TASK DETAILS: Spot each line in the data below containing "async" and copy it.

-----

use chrono::{DateTime, Utc};
use sqlx::{PgExecutor, QueryBuilder, Result as SqlxResult};
use uuid::Uuid;

use crate::categories::BucketPlan;
use crate::models::CompetitionPerCategoryRow;

const BUCKET_COLUMNS: &str =
    "id, competition_id, age_category_id, distance_name, distance_in_km, gender, gun_time";

pub async fn insert_plan<'e>(
    executor: impl PgExecutor<'e>,
    competition_id: Uuid,
    plan: &[BucketPlan],
) -> SqlxResult<Vec<CompetitionPerCategoryRow>> {
    if plan.is_empty() {
        return Ok(Vec::new());
    }

    let mut query = QueryBuilder::new(
        "INSERT INTO competition_per_categories \
         (competition_id, age_category_id, distance_name, distance_in_km, gender) ",
    );
    query.push_values(plan, |mut row, bucket| {
        row.push_bind(competition_id)
            .push_bind(bucket.age_category_id)
            .push_bind(&bucket.distance_name)
            .push_bind(bucket.distance_in_km)
            .push_bind(bucket.gender.as_code());
    });
    query.push(format!(" RETURNING {BUCKET_COLUMNS}"));

    query
        .build_query_as::<CompetitionPerCategoryRow>()
        .fetch_all(executor)
        .await
}

pub async fn list_by_competition<'e>(
    executor: impl PgExecutor<'e>,
    competition_id: Uuid,
) -> SqlxResult<Vec<CompetitionPerCategoryRow>> {
    sqlx::query_as::<_, CompetitionPerCategoryRow>(
        r#"
        SELECT cpc.id, cpc.competition_id, cpc.age_category_id, cpc.distance_name,
               cpc.distance_in_km, cpc.gender, cpc.gun_time
        FROM competition_per_categories cpc
        JOIN age_categories ac ON ac.id = cpc.age_category_id
        WHERE cpc.competition_id = $1
        ORDER BY cpc.distance_in_km ASC, ac.minimum_age ASC, cpc.gender ASC
        "#,
    )
    .bind(competition_id)
    .fetch_all(executor)
    .await
}

pub async fn get_by_id<'e>(
    executor: impl PgExecutor<'e>,
    id: Uuid,
) -> SqlxResult<Option<CompetitionPerCategoryRow>> {
    let sql = format!("SELECT {BUCKET_COLUMNS} FROM competition_per_categories WHERE id = $1");
    sqlx::query_as::<_, CompetitionPerCategoryRow>(&sql)
        .bind(id)
        .fetch_optional(executor)
        .await
}

pub async fn get_by_ids<'e>(
    executor: impl PgExecutor<'e>,
    ids: &[Uuid],
) -> SqlxResult<Vec<CompetitionPerCategoryRow>> {
    let sql = format!(
        "SELECT {BUCKET_COLUMNS} FROM competition_per_categories WHERE id = ANY($1::uuid[])"
    );
    sqlx::query_as::<_, CompetitionPerCategoryRow>(&sql)
        .bind(ids)
        .fetch_all(executor)
        .await
}

pub async fn find_by_parameters<'e>(
    executor: impl PgExecutor<'e>,
    age_category_id: Uuid,
    distance_name: &str,
    gender: &str,
    competition_id: Uuid,
) -> SqlxResult<Option<CompetitionPerCategoryRow>> {
    let sql = format!(
        r#"
        SELECT {BUCKET_COLUMNS}
        FROM competition_per_categories
        WHERE age_category_id = $1
          AND LOWER(distance_name) = LOWER($2)
          AND gender = $3
          AND competition_id = $4
        "#
    );
    sqlx::query_as::<_, CompetitionPerCategoryRow>(&sql)
        .bind(age_category_id)
        .bind(distance_name)
        .bind(gender)
        .bind(competition_id)
        .fetch_optional(executor)
        .await
}

pub async fn update_distance_km<'e>(
    executor: impl PgExecutor<'e>,
    competition_id: Uuid,
    distance_name: &str,
    distance_in_km: f32,
) -> SqlxResult<u64> {
    let result = sqlx::query(
        r#"
        UPDATE competition_per_categories
        SET distance_in_km = $3
        WHERE competition_id = $1 AND LOWER(distance_name) = LOWER($2)
        "#,
    )
    .bind(competition_id)
    .bind(distance_name)
    .bind(distance_in_km)
    .execute(executor)
    .await?;
    Ok(result.rows_affected())
}

/// Sets the gun time on every bucket of a competition, or only on one distance.
pub async fn set_gun_time<'e>(
    executor: impl PgExecutor<'e>,
    competition_id: Uuid,
    gun_time: DateTime<Utc>,
    distance_name: Option<&str>,
) -> SqlxResult<u64> {
    let result = sqlx::query(
        r#"
        UPDATE competition_per_categories
        SET gun_time = $2
        WHERE competition_id = $1 AND ($3::text IS NULL OR LOWER(distance_name) = LOWER($3))
        "#,
    )
    .bind(competition_id)
    .bind(gun_time)
    .bind(distance_name)
    .execute(executor)
    .await?;
    Ok(result.rows_affected())
}

pub async fn delete<'e>(executor: impl PgExecutor<'e>, id: Uuid) -> SqlxResult<u64> {
    let result = sqlx::query("DELETE FROM competition_per_categories WHERE id = $1")
        .bind(id)
        .execute(executor)
        .await?;
    Ok(result.rows_affected())
}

-----

COMPLETED EXERCISE:
pub async fn insert_plan<'e>(
pub async fn list_by_competition<'e>(
pub async fn get_by_id<'e>(
pub async fn get_by_ids<'e>(
pub async fn find_by_parameters<'e>(
pub async fn update_distance_km<'e>(
pub async fn set_gun_time<'e>(
pub async fn delete<'e>(executor: impl PgExecutor<'e>, id: Uuid) -> SqlxResult<u64> {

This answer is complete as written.